Pre-RFC: WebAssembly Heap Types
(This would probably be a good candidate for an experimental feature gate[1], but I think it's probably a good idea to first discuss the design / intended direction a bit).
Background: WebAssembly Storage Locations
(Feel free to skip to the "Proposal", especially if you are somewhat familiar with Wasm, I'll try to restate the problems in terms of Rust semantics there).
Most Rust targets store all data in a single address space (with some using a separate instruction address space for function pointers). Wasm is more complicated, with several additional storage locations:
-
Linear Memory: This is what we conventionally think of as "memory" or "RAM": A sequence of bytes that can be read from or written to. This is where data on the Rust-heap and the Rust-stack is stored. Rust pointers and references are essentially integers representing an offset into linear memory. This is represented as
addrspace(0)
in LLVM. -
Wasm locals (or Wasm-stack): Wasm values are either primitive numeric types, or opaque references. Wasm functions can declare (mutable) local variables that are "usable as virtual registers", and load/store Wasm values to/from them. Function parameters are considered a special case of local variable.
Wasm values can also be pushed/popped to/from an "operand stack", to be consumed by further instructions.
Primitive Wasm values may be loaded/stored to/from linear memory.
It is not possible to create (Rust) pointers (or references) to Wasm locals. It is not possible to store opaque Wasm references in linear memory.
-
Wasm-heap: The Wasm-heap is entirely separate from Linear memory. The Wasm runtime manages the lifetime of objects on the Wasm-heap. Objects on the Wasm-heap can only be accessed via opaque references.
LLVM currently has support for:
-
funcref
: (Untyped, nullable) references to functions, represented as pointers inaddrspace(20)
.Note that
rustc
currently generates function pointers inaddrspace(0)
(because it needs to support storing them in linear memory). They are represented by LLVM as an integer (similar to non-function references). -
externref
: (Untyped, nullable) references to objects (with an unknown layout), represented as pointers inaddrspace(10)
.
The Wasm spec is currently evolving to support more heap types:
- All references to heap types will support being declared as either nullable or non-null.

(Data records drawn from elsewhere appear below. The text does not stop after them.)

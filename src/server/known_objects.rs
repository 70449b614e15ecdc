// SPDX-License-Identifier: Parity-7.0.0 OR PolyForm-Noncommercial-1.0.0
//! The server's view of the client's object ids.
//!
//! The client picks every handle; the server only checks that each one is a legal next step.
//! An allocation is accepted at the end of the table or in a free slot whose last generation
//! is strictly lower, which is exactly what the client's own allocator produces.

use crate::error::WireError;
use crate::handle::{ObjectGeneration, ObjectHandle, ObjectId, ObjectType};

#[derive(Debug)]
struct Slot<T> {
    generation: ObjectGeneration,
    object: Option<T>,
}

#[derive(Debug)]
pub(crate) struct KnownObjects<T> {
    object_type: ObjectType,
    slots: Vec<Slot<T>>,
}

impl<T> KnownObjects<T> {
    pub(crate) fn new(object_type: ObjectType) -> Self {
        KnownObjects {
            object_type,
            slots: vec![Slot {
                generation: 0,
                object: None,
            }],
        }
    }

    pub(crate) fn allocate(&mut self, handle: ObjectHandle, object: T) -> Result<&mut T, WireError> {
        let invalid = WireError::InvalidAllocation {
            object_type: self.object_type,
            handle,
        };
        if handle.is_null() {
            return Err(invalid);
        }
        let id = handle.id as usize;
        if id == self.slots.len() {
            self.slots.push(Slot {
                generation: handle.generation,
                object: None,
            });
        } else {
            match self.slots.get(id) {
                Some(slot) if slot.object.is_none() && handle.generation > slot.generation => {}
                _ => return Err(invalid),
            }
        }
        let slot = &mut self.slots[id];
        slot.generation = handle.generation;
        Ok(slot.object.insert(object))
    }

    fn lookup_error(&self, id: ObjectId) -> WireError {
        if id == 0 {
            WireError::NullObject(self.object_type)
        } else {
            WireError::UnknownObject {
                object_type: self.object_type,
                id,
            }
        }
    }

    pub(crate) fn get(&self, id: ObjectId) -> Result<&T, WireError> {
        if id != 0 {
            if let Some(object) = self.slots.get(id as usize).and_then(|s| s.object.as_ref()) {
                return Ok(object);
            }
        }
        Err(self.lookup_error(id))
    }

    pub(crate) fn get_mut(&mut self, id: ObjectId) -> Result<&mut T, WireError> {
        let error = self.lookup_error(id);
        if id == 0 {
            return Err(error);
        }
        self.slots
            .get_mut(id as usize)
            .and_then(|s| s.object.as_mut())
            .ok_or(error)
    }

    /// Like [`get_mut`](Self::get_mut) but also requires the generation to match.  Used by
    /// completions, which may outlive the object they were issued for.
    pub(crate) fn get_handle_mut(&mut self, handle: ObjectHandle) -> Option<&mut T> {
        if handle.is_null() {
            return None;
        }
        let slot = self.slots.get_mut(handle.id as usize)?;
        if slot.generation != handle.generation {
            return None;
        }
        slot.object.as_mut()
    }

    pub(crate) fn free(&mut self, handle: ObjectHandle) -> Result<T, WireError> {
        let error = self.lookup_error(handle.id);
        if handle.is_null() {
            return Err(error);
        }
        let Some(slot) = self.slots.get_mut(handle.id as usize) else {
            return Err(error);
        };
        if slot.object.is_none() {
            return Err(error);
        }
        if slot.generation != handle.generation {
            return Err(WireError::StaleHandle {
                object_type: self.object_type,
                handle,
            });
        }
        slot.object.take().ok_or(error)
    }

    pub(crate) fn len(&self) -> usize {
        self.slots.iter().filter(|s| s.object.is_some()).count()
    }

    pub(crate) fn drain(&mut self) -> Vec<T> {
        self.slots.iter_mut().filter_map(|s| s.object.take()).collect()
    }
}

#[cfg(test)]
mod tests {
    use super::*;

    fn table() -> KnownObjects<&'static str> {
        KnownObjects::new(ObjectType::Buffer)
    }

    #[test]
    fn test_allocate_appends_in_order() {
        let mut objects = table();
        objects.allocate(ObjectHandle::new(1, 0), "a").unwrap();
        objects.allocate(ObjectHandle::new(2, 0), "b").unwrap();
        assert_eq!(*objects.get(2).unwrap(), "b");
        // Skipping ahead is not something a well-behaved client does.
        assert!(matches!(
            objects.allocate(ObjectHandle::new(4, 0), "c"),
            Err(WireError::InvalidAllocation { .. })
        ));
    }

    #[test]
    fn test_reuse_needs_higher_generation() {
        let mut objects = table();
        objects.allocate(ObjectHandle::new(1, 3), "a").unwrap();
        assert!(objects.allocate(ObjectHandle::new(1, 4), "live").is_err());
        objects.free(ObjectHandle::new(1, 3)).unwrap();
        assert!(objects.allocate(ObjectHandle::new(1, 3), "same").is_err());
        assert!(objects.allocate(ObjectHandle::new(1, 2), "lower").is_err());
        objects.allocate(ObjectHandle::new(1, 4), "b").unwrap();
        assert_eq!(*objects.get(1).unwrap(), "b");
    }

    #[test]
    fn test_lookup_errors() {
        let mut objects = table();
        assert_eq!(objects.get(0), Err(WireError::NullObject(ObjectType::Buffer)));
        assert_eq!(
            objects.get(7),
            Err(WireError::UnknownObject {
                object_type: ObjectType::Buffer,
                id: 7
            })
        );
        assert!(objects.allocate(ObjectHandle::NULL, "null").is_err());
    }

    #[test]
    fn test_free_checks_generation() {
        let mut objects = table();
        objects.allocate(ObjectHandle::new(1, 0), "a").unwrap();
        assert_eq!(
            objects.free(ObjectHandle::new(1, 1)),
            Err(WireError::StaleHandle {
                object_type: ObjectType::Buffer,
                handle: ObjectHandle::new(1, 1)
            })
        );
        assert_eq!(objects.free(ObjectHandle::new(1, 0)), Ok("a"));
        assert!(objects.free(ObjectHandle::new(1, 0)).is_err());
        assert!(objects.get_handle_mut(ObjectHandle::new(1, 0)).is_none());
    }

    #[test]
    fn test_drain_empties() {
        let mut objects = table();
        objects.allocate(ObjectHandle::new(1, 0), "a").unwrap();
        objects.allocate(ObjectHandle::new(2, 0), "b").unwrap();
        assert_eq!(objects.len(), 2);
        assert_eq!(objects.drain(), vec!["a", "b"]);
        assert_eq!(objects.len(), 0);
    }
}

- References may be typed, i.e. they can be restricted to functions with specific signatures or specific imported extern types.

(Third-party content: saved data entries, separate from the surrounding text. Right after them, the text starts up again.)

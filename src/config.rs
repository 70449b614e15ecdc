// SPDX-License-Identifier: Parity-7.0.0 OR PolyForm-Noncommercial-1.0.0
//! Tunables shared by both ends of a connection.

/// Limits applied by a [`WireClient`](crate::WireClient) or [`WireServer`](crate::WireServer)
/// to what it receives.
#[derive(Debug, Clone, PartialEq, Eq)]
pub struct WireDescriptor {
    /// Bytes of deserialize scratch space allocated up front.
    pub inline_scratch_size: usize,
    /// Largest command, after reassembly, that the receiver will accept.
    pub max_command_size: usize,
    /// Cap on payload bytes kept alive for unresolved futures.
    pub max_future_data_size: usize,
}

impl Default for WireDescriptor {
    fn default() -> Self {
        WireDescriptor {
            inline_scratch_size: 2048,
            max_command_size: 64 << 20,
            max_future_data_size: 256 << 20,
        }
    }
}
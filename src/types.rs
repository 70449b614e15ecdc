// SPDX-License-Identifier: Parity-7.0.0 OR PolyForm-Noncommercial-1.0.0
//! Plain data passed through the API and across the wire.
//!
//! Enum discriminants here are wire values.  Each enum has a `from_wire` that rejects
//! anything the decoder does not know.

use bitflags::bitflags;

#[derive(Debug, Clone, Copy, PartialEq, Eq, Hash, Default)]
#[repr(u8)]
pub enum PowerPreference {
    #[default]
    Undefined = 0,
    LowPower = 1,
    HighPerformance = 2,
}

impl PowerPreference {
    pub(crate) fn from_wire(value: u8) -> Option<Self> {
        match value {
            0 => Some(PowerPreference::Undefined),
            1 => Some(PowerPreference::LowPower),
            2 => Some(PowerPreference::HighPerformance),
            _ => None,
        }
    }
}

#[derive(Debug, Clone, Copy, PartialEq, Eq, Hash, Default)]
#[repr(u8)]
pub enum BackendType {
    #[default]
    Null = 0,
    Software = 1,
    Vulkan = 2,
    Metal = 3,
    D3D12 = 4,
    OpenGL = 5,
}

impl BackendType {
    pub(crate) fn from_wire(value: u8) -> Option<Self> {
        match value {
            0 => Some(BackendType::Null),
            1 => Some(BackendType::Software),
            2 => Some(BackendType::Vulkan),
            3 => Some(BackendType::Metal),
            4 => Some(BackendType::D3D12),
            5 => Some(BackendType::OpenGL),
            _ => None,
        }
    }
}

#[derive(Debug, Clone, PartialEq, Eq, Default)]
pub struct RequestAdapterOptions {
    pub power_preference: PowerPreference,
    pub force_fallback_adapter: bool,
}

#[derive(Debug, Clone, PartialEq, Eq, Default)]
pub struct AdapterInfo {
    pub vendor: String,
    pub architecture: String,
    pub device: String,
    pub description: String,
    pub backend_type: BackendType,
}

#[derive(Debug, Clone, PartialEq, Eq, Default)]
pub struct DeviceDescriptor {
    pub label: String,
}

bitflags! {
    /// Bit set of buffer usages, with WebGPU's bit assignments.
    #[derive(Debug, Clone, Copy, PartialEq, Eq, Hash, Default)]
    pub struct BufferUsages: u32 {
        const MAP_READ  = 0x0001;
        const MAP_WRITE = 0x0002;
        const COPY_SRC  = 0x0004;
        const COPY_DST  = 0x0008;
        const INDEX     = 0x0010;
        const VERTEX    = 0x0020;
        const UNIFORM   = 0x0040;
        const STORAGE   = 0x0080;
    }
}

#[derive(Debug, Clone, PartialEq, Eq, Default)]
pub struct BufferDescriptor {
    pub label: String,
    pub size: u64,
    pub usage: BufferUsages,
    pub mapped_at_creation: bool,
}

#[derive(Debug, Clone, Copy, PartialEq, Eq, Hash)]
#[repr(u8)]
pub enum MapMode {
    Read = 1,
    Write = 2,
}

impl MapMode {
    pub(crate) fn from_wire(value: u8) -> Option<Self> {
        match value {
            1 => Some(MapMode::Read),
            2 => Some(MapMode::Write),
            _ => None,
        }
    }
}

/// Client-visible mapping state of a buffer, as in WebGPU's `GPUBufferMapState`.
#[derive(Debug, Clone, Copy, PartialEq, Eq)]
pub enum BufferMapState {
    Unmapped,
    Pending,
    Mapped,
}

#[derive(Debug, Clone, Copy, PartialEq, Eq, Hash)]
#[repr(u8)]
pub enum DeviceLostReason {
    Unknown = 0,
    Destroyed = 1,
    ConnectionLost = 2,
}

impl DeviceLostReason {
    pub(crate) fn from_wire(value: u8) -> Option<Self> {
        match value {
            0 => Some(DeviceLostReason::Unknown),
            1 => Some(DeviceLostReason::Destroyed),
            2 => Some(DeviceLostReason::ConnectionLost),
            _ => None,
        }
    }
}

/// Severity of a message a device logs.
#[derive(Debug, Clone, Copy, PartialEq, Eq, Hash)]
#[repr(u8)]
pub enum LoggingType {
    Verbose = 1,
    Info = 2,
    Warning = 3,
    Error = 4,
}

impl LoggingType {
    pub(crate) fn from_wire(value: u8) -> Option<Self> {
        match value {
            1 => Some(LoggingType::Verbose),
            2 => Some(LoggingType::Info),
            3 => Some(LoggingType::Warning),
            4 => Some(LoggingType::Error),
            _ => None,
        }
    }
}

/// Result of an adapter, device or work-done request as reported by the server.
#[derive(Debug, Clone, Copy, PartialEq, Eq, Hash)]
#[repr(u8)]
pub enum RequestStatus {
    Success = 0,
    Unavailable = 1,
    Error = 2,
}

impl RequestStatus {
    pub(crate) fn from_wire(value: u8) -> Option<Self> {
        match value {
            0 => Some(RequestStatus::Success),
            1 => Some(RequestStatus::Unavailable),
            2 => Some(RequestStatus::Error),
            _ => None,
        }
    }
}

/// Result of a buffer mapping as reported by the backend.
#[derive(Debug, Clone, Copy, PartialEq, Eq, Hash)]
#[repr(u8)]
pub enum MapAsyncStatus {
    Success = 0,
    ValidationError = 1,
    DestroyedBeforeCallback = 2,
    UnmappedBeforeCallback = 3,
    DeviceLost = 4,
}

impl MapAsyncStatus {
    pub(crate) fn from_wire(value: u8) -> Option<Self> {
        match value {
            0 => Some(MapAsyncStatus::Success),
            1 => Some(MapAsyncStatus::ValidationError),
            2 => Some(MapAsyncStatus::DestroyedBeforeCallback),
            3 => Some(MapAsyncStatus::UnmappedBeforeCallback),
            4 => Some(MapAsyncStatus::DeviceLost),
            _ => None,
        }
    }
}

#[derive(Debug, Clone, Copy, PartialEq, Eq, Hash)]
#[repr(u8)]
pub enum PopErrorScopeStatus {
    Success = 0,
    EmptyStack = 1,
}

impl PopErrorScopeStatus {
    pub(crate) fn from_wire(value: u8) -> Option<Self> {
        match value {
            0 => Some(PopErrorScopeStatus::Success),
            1 => Some(PopErrorScopeStatus::EmptyStack),
            _ => None,
        }
    }
}

#[cfg(test)]
mod tests {
    use super::*;

    #[test]
    fn test_usage_bits() {
        let usage = BufferUsages::MAP_READ | BufferUsages::COPY_DST;
        assert!(usage.contains(BufferUsages::MAP_READ));
        assert!(!usage.contains(BufferUsages::MAP_WRITE));
        assert_eq!(BufferUsages::from_bits(usage.bits()), Some(usage));
        assert_eq!(BufferUsages::from_bits(0x1_0000), None);
    }
}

- New heap types may be defined, by essentially describing their layout in terms of other Wasm types.
-
-
Tables: The fact that references to Wasm heap types cannot be stored in linear memory is quite restrictive. To work around this, Wasm has tables. Wasm references can be written to tables at specific indices, and then later read back from those indices.
Tables are typed, they only store specific reference types. A Wasm module may define an arbitrary number of tables. For all instructions, the table to operate on is a compile time constant.

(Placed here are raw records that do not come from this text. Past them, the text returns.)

// SPDX-License-Identifier: Parity-7.0.0 OR PolyForm-Noncommercial-1.0.0
/*!
Identifiers shared by both ends of the wire.

Objects never cross the wire as pointers.  Instead each side keeps its own slot table and
refers to objects by an [`ObjectHandle`]: a slot index plus a generation counter.  The
generation is bumped every time a slot is recycled, so a reference to a freed object can be
told apart from a reference to whatever lives in that slot now.
*/

use std::fmt::Display;

/// Index of a slot in an object table.  Id 0 always means "no object".
pub type ObjectId = u32;

/// Reuse counter for a slot.
pub type ObjectGeneration = u32;

/// An `(id, generation)` pair naming one object on one side of the wire.
#[derive(Debug, Clone, Copy, PartialEq, Eq, Hash, Default)]
pub struct ObjectHandle {
    pub id: ObjectId,
    pub generation: ObjectGeneration,
}

impl ObjectHandle {
    /// The null handle.
    pub const NULL: ObjectHandle = ObjectHandle {
        id: 0,
        generation: 0,
    };

    pub const fn new(id: ObjectId, generation: ObjectGeneration) -> Self {
        ObjectHandle { id, generation }
    }

    pub const fn is_null(&self) -> bool {
        self.id == 0
    }
}

impl Display for ObjectHandle {
    fn fmt(&self, f: &mut std::fmt::Formatter<'_>) -> std::fmt::Result {
        write!(f, "{}@{}", self.id, self.generation)
    }
}

/// The kinds of object the wire knows how to track.
///
/// The discriminants are part of the wire format.
#[derive(Debug, Clone, Copy, PartialEq, Eq, Hash)]
#[repr(u8)]
pub enum ObjectType {
    Instance = 0,
    Adapter = 1,
    Device = 2,
    Queue = 3,
    Buffer = 4,
    CommandEncoder = 5,
    CommandBuffer = 6,
}

impl ObjectType {
    pub const ALL: [ObjectType; 7] = [
        ObjectType::Instance,
        ObjectType::Adapter,
        ObjectType::Device,
        ObjectType::Queue,
        ObjectType::Buffer,
        ObjectType::CommandEncoder,
        ObjectType::CommandBuffer,
    ];

    pub(crate) fn from_wire(value: u8) -> Option<Self> {
        ObjectType::ALL.get(value as usize).copied()
    }
}

impl Display for ObjectType {
    fn fmt(&self, f: &mut std::fmt::Formatter<'_>) -> std::fmt::Result {
        let name = match self {
            ObjectType::Instance => "instance",
            ObjectType::Adapter => "adapter",
            ObjectType::Device => "device",
            ObjectType::Queue => "queue",
            ObjectType::Buffer => "buffer",
            ObjectType::CommandEncoder => "command encoder",
            ObjectType::CommandBuffer => "command buffer",
        };
        f.write_str(name)
    }
}

/// Correlates an asynchronous request with its completion.
///
/// Serials are handed out per connection in increasing order and are never reused.
#[derive(Debug, Clone, Copy, PartialEq, Eq, Hash, PartialOrd, Ord)]
pub struct FutureId(u64);

impl FutureId {
    pub const fn new(serial: u64) -> Self {
        FutureId(serial)
    }

    pub const fn get(self) -> u64 {
        self.0
    }
}

impl Display for FutureId {
    fn fmt(&self, f: &mut std::fmt::Formatter<'_>) -> std::fmt::Result {
        write!(f, "future#{}", self.0)
    }
}

#[cfg(test)]
mod tests {
    use super::*;

    #[test]
    fn test_null_handle() {
        assert!(ObjectHandle::NULL.is_null());
        assert!(!ObjectHandle::new(1, 0).is_null());
        assert_eq!(ObjectHandle::default(), ObjectHandle::NULL);
    }

    #[test]
    fn test_object_type_wire_values() {
        for ty in ObjectType::ALL {
            assert_eq!(ObjectType::from_wire(ty as u8), Some(ty));
        }
        assert_eq!(ObjectType::from_wire(ObjectType::ALL.len() as u8), None);
    }
}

In LLVM, a Wasm table is represented as a global variable in
addrspace(1)
who's type is a zero-length array of a Wasm reference type. A table may be "grown" at runtime.
Motivation
Use of Wasm reference types is desireable for higher-performance Wasm interop, and smaller generated code.
Currently, tools like wasm-bindgen
post-process the Wasm generated by rustc
and LLVM, adding a shim around every exported function. The shim essentially
writes every reference type parameter to a table, and then passes only the index
in the table to the actual function. Every time the referenced object is
actually accessed, the index is translated back into the actual object. It would
be nice if this wasn't necessary or could be expressed directly in Rust.
Being able to use Wasm reference types directly in Rust would also reduce the
necessity of tools like wasm-bindgen
, making it possible to more easily use
Rust+Wasm without them.
Goals
Define a minimal API and language support to make Wasm references and Wasm tables usable in Rust, to support experimentation by the ecosystem.
Focus on supporting (untyped) externref
for now.
Proposal
New std
Additions
// In `mod core::ffi::wasm` (or somewhere else):
extern {
#[lang = "wasm_extern_ty"]
type Extern;
}
// The methods on `Clone` would never be callable, so should probably be
// implemented as `unreachable!()`.
#[derive(Copy)]
#[repr(transparent)]
pub struct ExternRef(*const Extern);
mod private {
#[lang = "wasm_table_ty"]
pub struct Table<T>(/* magic */);
}
pub type ExternRefTable = private::Table<ExternRef>;
impl ExternRefTable {
pub const fn empty() -> Self { /* magic */ }
}
Usage Example
use core::ffi::wasm::*;
static MY_TABLE: ExternRefTable = ExternRefTable::empty();
extern "C" {
#[link_name = "llvm.wasm.table.set.externref"]
fn wasm_store_externref(t: &ExternRefTable, i: u32, v: ExternRef);
}
#[repr(transparent)] pub struct MyRef(ExternRef);
pub fn my_store(i: u32, v: MyRef) {
unsafe { wasm_store_externref(&MY_TABLE, i, v.0) };
}
Wasm Reference Semantics
References to objects on the Wasm heap (in short: Wasm references):
- Cannot be stored in linear memory.
- Implication: It is impossible to create pointers or references to a Wasm reference.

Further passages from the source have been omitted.